Un dessert servi surtout à Noël, mais aussi dans les mariages et autres événements de grande importance, dont la recette se transmet de mère en fille depuis des générations, faisant l'objet d'intenses débats, jusque dans ses plus subtils détails. «Chacun pense avoir "la vraie" recette à laquelle le moindre changement est controversé, remarque Arden Jackson, une pâtissière de Toronto qui en a fait sa spécialité. J'ai reçu des courriels de personnes outrées par ma recette: il y a ceux qui affirment qu'il faut mettre six couches, d'autres, sept ; certains disent que la cardamome doit être incorporée dans la confiture, mais d'autres, dans le gâteau.» Scandale (!), Mme Jackson, elle, ose mettre de la vanille de Madagascar.

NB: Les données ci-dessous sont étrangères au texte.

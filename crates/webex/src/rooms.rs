use std::sync::Arc;

use futures::stream::BoxStream;
use serde::Deserialize;
use serde_json::json;

use crate::api::{ApiClient, ApiError, ApiRequest};
use crate::people::PeopleApi;

#[derive(Clone, Debug, PartialEq, Eq, Deserialize)]
#[serde(rename_all = "camelCase")]
pub struct Room {
    pub id: String,
    #[serde(default)]
    pub title: String,
    #[serde(default, rename = "type")]
    pub kind: Option<String>,
}

#[derive(Clone, Debug, PartialEq, Eq, Deserialize)]
#[serde(rename_all = "camelCase")]
pub struct Membership {
    pub id: String,
    pub room_id: String,
    pub person_id: String,
    #[serde(default)]
    pub person_email: Option<String>,
    #[serde(default)]
    pub is_moderator: bool,
}

#[derive(Clone)]
pub struct RoomsApi {
    client: Arc<ApiClient>,
}

impl RoomsApi {
    pub fn new(client: Arc<ApiClient>) -> Self {
        Self { client }
    }

    /// Creates a group room. The credential's owner becomes its first member.
    pub async fn create(&self, title: &str) -> Result<Room, ApiError> {
        self.client.call_json(&ApiRequest::post("/rooms", json!({ "title": title }))).await
    }

    pub async fn get(&self, room_id: &str) -> Result<Room, ApiError> {
        self.client.call_json(&ApiRequest::get(format!("/rooms/{room_id}"))).await
    }
}

#[derive(Clone)]
pub struct MembershipsApi {
    client: Arc<ApiClient>,
    people: PeopleApi,
}

impl MembershipsApi {
    pub fn new(client: Arc<ApiClient>) -> Self {
        Self { people: PeopleApi::new(client.clone()), client }
    }

    pub async fn add(&self, room_id: &str, person_id: &str) -> Result<Membership, ApiError> {
        let body = json!({ "roomId": room_id, "personId": person_id });
        self.client.call_json(&ApiRequest::post("/memberships", body)).await
    }

    /// Looks the address up in the directory first. `None` when nobody holds it.
    pub async fn add_by_email(&self, room_id: &str, email: &str) -> Result<Option<Membership>, ApiError> {
        match self.people.find_by_email(email).await? {
            Some(person) => self.add(room_id, &person.id).await.map(Some),
            None => Ok(None),
        }
    }

    pub fn list(&self, room_id: &str) -> BoxStream<'_, Result<Membership, ApiError>> {
        self.client.list_items(ApiRequest::get("/memberships").with_query("roomId", room_id))
    }
}

#[cfg(test)]
mod tests {
    use std::sync::Arc;

    use futures::TryStreamExt;
    use serde_json::json;

    use super::{MembershipsApi, RoomsApi};
    use crate::api::testing::{CountingCredentials, ScriptedTransport};
    use crate::api::{ApiClient, ApiResponse, Method};

    fn client(transport: Arc<ScriptedTransport>) -> Arc<ApiClient> {
        Arc::new(ApiClient::new(
            "https://webex.test/v1",
            transport,
            Arc::new(CountingCredentials::default()),
        ))
    }

    #[tokio::test]
    async fn create_posts_title() {
        let transport = Arc::new(ScriptedTransport::new(vec![Ok(ApiResponse::new(
            200,
            json!({ "id": "room-9", "title": "Launch", "type": "group" }),
        ))]));

        let room = RoomsApi::new(client(transport.clone())).create("Launch").await.expect("room");

        assert_eq!(room.id, "room-9");
        assert_eq!(room.kind.as_deref(), Some("group"));
        let sent = transport.sent().await;
        assert_eq!(sent[0].request.method, Method::Post);
        assert_eq!(sent[0].request.url, "https://webex.test/v1/rooms");
        assert_eq!(sent[0].request.body, Some(json!({ "title": "Launch" })));
    }

    #[tokio::test]
    async fn add_by_email_resolves_the_person_first() {
        let transport = Arc::new(ScriptedTransport::new(vec![
            Ok(ApiResponse::new(
                200,
                json!({ "items": [{ "id": "alice", "emails": ["alice@example.com"] }] }),
            )),
            Ok(ApiResponse::new(
                200,
                json!({ "id": "mem-1", "roomId": "room-9", "personId": "alice" }),
            )),
        ]));
        let memberships = MembershipsApi::new(client(transport.clone()));

        let membership = memberships
            .add_by_email("room-9", "alice@example.com")
            .await
            .expect("add")
            .expect("membership");

        assert_eq!(membership.person_id, "alice");
        let sent = transport.sent().await;
        assert_eq!(sent[1].request.url, "https://webex.test/v1/memberships");
        assert_eq!(sent[1].request.body, Some(json!({ "roomId": "room-9", "personId": "alice" })));
    }

    #[tokio::test]
    async fn unknown_email_adds_nobody() {
        let transport =
            Arc::new(ScriptedTransport::new(vec![Ok(ApiResponse::new(200, json!({ "items": [] })))]));
        let memberships = MembershipsApi::new(client(transport.clone()));

        assert_eq!(memberships.add_by_email("room-9", "ghost@example.com").await.expect("add"), None);
        assert_eq!(transport.sent().await.len(), 1);
    }

    #[tokio::test]
    async fn list_filters_by_room() {
        let transport = Arc::new(ScriptedTransport::new(vec![Ok(ApiResponse::new(
            200,
            json!({ "items": [
                { "id": "mem-1", "roomId": "room-9", "personId": "bot", "isModerator": true },
                { "id": "mem-2", "roomId": "room-9", "personId": "alice" }
            ] }),
        ))]));
        let memberships = MembershipsApi::new(client(transport.clone()));

        let members: Vec<_> = memberships.list("room-9").try_collect().await.expect("listing");

        assert_eq!(members.len(), 2);
        assert!(members[0].is_moderator);
        assert_eq!(
            transport.sent().await[0].request.query,
            vec![("roomId".to_owned(), "room-9".to_owned())]
        );
    }
}
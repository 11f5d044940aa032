use std::sync::Arc;

use async_trait::async_trait;
use relay_core::ApplicationError;
use relay_webex::authz::AuthorizationGate;
use relay_webex::cards::{CardBuilder, CardMessage, TextInput};
use relay_webex::commands::{CommandHandler, CommandReply, Invocation};
use relay_webex::fanout::fan_out;
use relay_webex::messages::{MessagesApi, Recipient};
use relay_webex::people::PeopleApi;
use relay_webex::responder::ReplyContent;
use serde_json::{json, Value};
use tracing::{info, warn};

use super::{denied, FEEDBACK_SUBMIT};

const FEEDBACK_INPUT: &str = "feedback";
const REQUESTED_BY: &str = "requested_by";

/// Sends a feedback card to everyone in the organization. Each person reached
/// may answer once through `feedback_submit`.
pub struct FeedbackCommand {
    gate: Arc<AuthorizationGate>,
    messages: MessagesApi,
    directory: PeopleApi,
    concurrency: usize,
}

impl FeedbackCommand {
    pub fn new(
        gate: Arc<AuthorizationGate>,
        messages: MessagesApi,
        directory: PeopleApi,
        concurrency: usize,
    ) -> Self {
        Self { gate, messages, directory, concurrency }
    }
}

#[async_trait]
impl CommandHandler for FeedbackCommand {
    async fn execute(&self, invocation: &Invocation<'_>) -> CommandReply {
        let event = invocation.event;
        if !self.gate.is_admin(&event.sender_id).await {
            return denied("request feedback");
        }

        let requester = match &event.sender_email {
            Some(email) => Some(email.clone()),
            None => match self.directory.get(&event.sender_id).await {
                Ok(person) => person.primary_email().map(str::to_owned),
                Err(error) => {
                    info!(
                        event_name = "server.commands.feedback_requester_unresolved",
                        correlation_id = %event.event_id,
                        sender_id = %event.sender_id,
                        error = %error,
                        "requester lookup failed, answers go to the fallback recipient"
                    );
                    None
                }
            },
        };
        let card = ReplyContent::card(feedback_card());

        let result = fan_out(self.directory.list_all(), self.concurrency, |person| {
            let messages = self.messages.clone();
            let card = card.clone();
            async move {
                messages.send(&Recipient::PersonId(person.id.clone()), &card).await.map(|_| ())
            }
        })
        .await;

        let (delivered, summary) = match result {
            Ok(report) => {
                let summary = ReplyContent::info(format!(
                    "Feedback request sent to {} people.",
                    report.successes
                ));
                (report.delivered, summary)
            }
            Err(error) if error.delivered().is_empty() => {
                return CommandReply::from_error(&ApplicationError::from(error));
            }
            Err(error) => {
                // Whoever already holds a card must still be able to answer it.
                let delivered = error.delivered().to_vec();
                let failure = ApplicationError::from(error);
                warn!(
                    event_name = "server.commands.feedback_incomplete",
                    correlation_id = %event.event_id,
                    sender_id = %event.sender_id,
                    error_class = failure.class(),
                    recipients = delivered.len(),
                    error = %failure,
                    "feedback request did not reach everyone"
                );
                (delivered, ReplyContent::warning(failure.user_message()))
            }
        };

        info!(
            event_name = "server.commands.feedback_requested",
            correlation_id = %event.event_id,
            sender_id = %event.sender_id,
            recipients = delivered.len(),
            "feedback request fanned out"
        );

        CommandReply::completed(summary)
            .with_carry_over(json!({ "requested_by": requester }))
            .delegate_chain_to(delivered)
    }
}

/// Forwards one person's feedback to whoever asked for it.
pub struct FeedbackSubmit {
    messages: MessagesApi,
    directory: PeopleApi,
    fallback_recipient: Option<String>,
}

impl FeedbackSubmit {
    pub fn new(messages: MessagesApi, directory: PeopleApi, fallback_recipient: Option<String>) -> Self {
        Self { messages, directory, fallback_recipient }
    }

    fn recipient(&self, carry_over: Option<&Value>) -> Option<String> {
        carry_over
            .and_then(|value| value.get(REQUESTED_BY))
            .and_then(Value::as_str)
            .map(str::to_owned)
            .or_else(|| self.fallback_recipient.clone())
    }
}

#[async_trait]
impl CommandHandler for FeedbackSubmit {
    async fn execute(&self, invocation: &Invocation<'_>) -> CommandReply {
        let event = invocation.event;
        let Some(feedback) =
            event.input(FEEDBACK_INPUT).map(str::trim).filter(|text| !text.is_empty())
        else {
            return CommandReply::from_error(&ApplicationError::InvalidInput(
                "the feedback is empty".to_owned(),
            ));
        };
        let Some(recipient) = self.recipient(invocation.carry_over) else {
            return CommandReply::from_error(&ApplicationError::Configuration(
                "no feedback recipient".to_owned(),
            ));
        };

        let author = match self.directory.get(&event.sender_id).await {
            Ok(person) => person.primary_email().map(str::to_owned).unwrap_or(person.display_name),
            Err(error) => {
                info!(
                    event_name = "server.commands.feedback_author_unresolved",
                    correlation_id = %event.event_id,
                    sender_id = %event.sender_id,
                    error = %error,
                    "author lookup failed, forwarding under the sender id"
                );
                event.sender_id.clone()
            }
        };
        let forwarded = ReplyContent::info(format!("Feedback from {author}:\n\n{feedback}"));

        match self.messages.send(&Recipient::PersonEmail(recipient), &forwarded).await {
            Ok(_) => CommandReply::finished(ReplyContent::info("Thank you for your feedback!")),
            Err(error) => {
                warn!(
                    event_name = "server.commands.feedback_forward_failed",
                    correlation_id = %event.event_id,
                    sender_id = %event.sender_id,
                    error = %error,
                    "feedback could not be forwarded"
                );
                CommandReply::from_error(&ApplicationError::from(error))
            }
        }
    }
}

fn feedback_card() -> CardMessage {
    CardBuilder::new("We would like your feedback.")
        .heading("Feedback")
        .text("Tell us what is working and what is not. Your answer goes to the person who asked.")
        .inputs(|inputs| {
            inputs.text(
                TextInput::new(FEEDBACK_INPUT, "Your feedback")
                    .multiline()
                    .required("Please write some feedback."),
            );
        })
        .submit("Submit", FEEDBACK_SUBMIT, |_| {})
        .build()
}

#[cfg(test)]
mod tests {
    use super::feedback_card;

    #[test]
    fn card_routes_to_feedback_submit() {
        assert_eq!(feedback_card().card.callback_keywords(), vec!["feedback_submit"]);
    }
}
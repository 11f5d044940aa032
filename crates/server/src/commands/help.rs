use async_trait::async_trait;
use relay_webex::cards::{CardBuilder, CardMessage};
use relay_webex::commands::{CommandHandler, CommandReply, HelpEntry, Invocation};
use relay_webex::responder::ReplyContent;

pub struct HelpCommand {
    entries: Vec<HelpEntry>,
}

impl HelpCommand {
    pub fn new(entries: Vec<HelpEntry>) -> Self {
        Self { entries }
    }

    fn render(&self) -> CardMessage {
        let lines: Vec<String> = self
            .entries
            .iter()
            .map(|entry| {
                if entry.help_text.is_empty() {
                    format!("- **{}**", entry.keyword)
                } else {
                    format!("- **{}**: {}", entry.keyword, entry.help_text)
                }
            })
            .collect();
        let listing = lines.join("\n");

        CardBuilder::new(format!("Here is what I can do:\n\n{listing}"))
            .heading("Here is what I can do")
            .text(listing)
            .build()
    }
}

#[async_trait]
impl CommandHandler for HelpCommand {
    async fn execute(&self, _invocation: &Invocation<'_>) -> CommandReply {
        CommandReply::completed(ReplyContent::card(self.render()))
    }
}
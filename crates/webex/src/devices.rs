use std::fmt;
use std::str::FromStr;
use std::sync::Arc;

use relay_core::ApplicationError;
use serde::Deserialize;
use serde_json::json;
use thiserror::Error;

use crate::api::{ApiClient, ApiError, ApiRequest};

const MAC_DIGITS: usize = 12;

/// A MAC address as the platform expects it: twelve hex digits, no separators.
#[derive(Clone, Debug, PartialEq, Eq)]
pub struct MacAddress(String);

#[derive(Debug, Error, Clone, PartialEq, Eq)]
#[error("`{0}` is not a MAC address; use twelve hex digits like A1B2C3D4E5F6")]
pub struct InvalidMacAddress(pub String);

impl FromStr for MacAddress {
    type Err = InvalidMacAddress;

    fn from_str(value: &str) -> Result<Self, Self::Err> {
        let trimmed = value.trim();
        if trimmed.len() == MAC_DIGITS && trimmed.chars().all(|digit| digit.is_ascii_hexdigit()) {
            Ok(Self(trimmed.to_ascii_uppercase()))
        } else {
            Err(InvalidMacAddress(trimmed.to_owned()))
        }
    }
}

impl fmt::Display for MacAddress {
    fn fmt(&self, f: &mut fmt::Formatter<'_>) -> fmt::Result {
        f.write_str(&self.0)
    }
}

#[derive(Clone, Debug, PartialEq, Eq, Deserialize)]
#[serde(rename_all = "camelCase")]
pub struct Device {
    #[serde(default)]
    pub id: String,
    #[serde(default)]
    pub mac: Option<String>,
    #[serde(default)]
    pub product: Option<String>,
    #[serde(default)]
    pub person_id: Option<String>,
}

#[derive(Debug, Error, Clone, PartialEq, Eq)]
pub enum DeviceError {
    #[error("MAC address {0} is already registered")]
    Duplicate(MacAddress),
    #[error(transparent)]
    Api(#[from] ApiError),
}

impl From<DeviceError> for ApplicationError {
    fn from(error: DeviceError) -> Self {
        match error {
            DeviceError::Duplicate(mac) => {
                Self::InvalidInput(format!("MAC address {mac} is duplicated"))
            }
            DeviceError::Api(error) => error.into(),
        }
    }
}

/// Device registration. Needs an administrator credential.
#[derive(Clone)]
pub struct DevicesApi {
    client: Arc<ApiClient>,
}

impl DevicesApi {
    pub fn new(client: Arc<ApiClient>) -> Self {
        Self { client }
    }

    /// Registers a phone by MAC address to `person_id`.
    pub async fn provision(
        &self,
        mac: &MacAddress,
        model: &str,
        person_id: &str,
    ) -> Result<Device, DeviceError> {
        let body = json!({ "mac": mac.to_string(), "model": model, "personId": person_id });
        match self.client.call_json(&ApiRequest::post("/devices", body)).await {
            Ok(device) => Ok(device),
            Err(ApiError::Upstream { status: 409, .. }) => Err(DeviceError::Duplicate(mac.clone())),
            Err(error) => Err(error.into()),
        }
    }
}
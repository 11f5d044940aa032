use async_trait::async_trait;
use relay_webex::cards::{CardBuilder, CardMessage, TextInput};
use relay_webex::commands::{CommandHandler, CommandReply, Invocation};
use relay_webex::responder::ReplyContent;

use super::ECHO_CALLBACK;

const MESSAGE_INPUT: &str = "message";

/// `echo <text>` answers at once; bare `echo` opens a card.
pub struct EchoCommand;

#[async_trait]
impl CommandHandler for EchoCommand {
    async fn execute(&self, invocation: &Invocation<'_>) -> CommandReply {
        if invocation.arguments.is_empty() {
            return CommandReply::completed(ReplyContent::card(echo_card()));
        }
        CommandReply::finished(ReplyContent::text(invocation.arguments))
    }
}

pub struct EchoCallback;

#[async_trait]
impl CommandHandler for EchoCallback {
    async fn execute(&self, invocation: &Invocation<'_>) -> CommandReply {
        match invocation.event.input(MESSAGE_INPUT).map(str::trim) {
            Some(text) if !text.is_empty() => CommandReply::completed(ReplyContent::text(text)),
            _ => CommandReply::declined(ReplyContent::warning("There was nothing to echo.")),
        }
    }
}

fn echo_card() -> CardMessage {
    CardBuilder::new("Type something and I will echo it back.")
        .heading("Echo")
        .inputs(|inputs| {
            inputs.text(
                TextInput::new(MESSAGE_INPUT, "Message")
                    .placeholder("What should I say?")
                    .required("Please type a message."),
            );
        })
        .submit("Echo", ECHO_CALLBACK, |_| {})
        .build()
}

«Les débats concernant la recette de vínarterta témoignent souvent de la volonté de la communauté de préserver la tradition qui a été importée ici», note Laurie K Bertram. Un lien précieux avec la mère patrie, en somme, alors qu'en Islande, on se permet plus de digressions (de la confiture de rhubarbe au lieu de prune, par exemple), quand il n'a pas été tout simplement oublié, supplanté par d'autres desserts plus à la mode. «C'est devenu un marqueur culturel, ici», dit Arden Jackson.

Mais une chose semble faire l'unanimité: en préparer est une marque d'affection importante pour la personne qui le recevra. «Quand votre mère vous prépare un vínarterta, c'est vraiment qu'elle vous aime beaucoup.» «C'est terriblement long à faire, il y a tellement d'étapes !», lance Laurie K Bertram, qui a bien sûr appris la recette de sa mère, mais n'en confectionne finalement que rarement, de son propre aveu.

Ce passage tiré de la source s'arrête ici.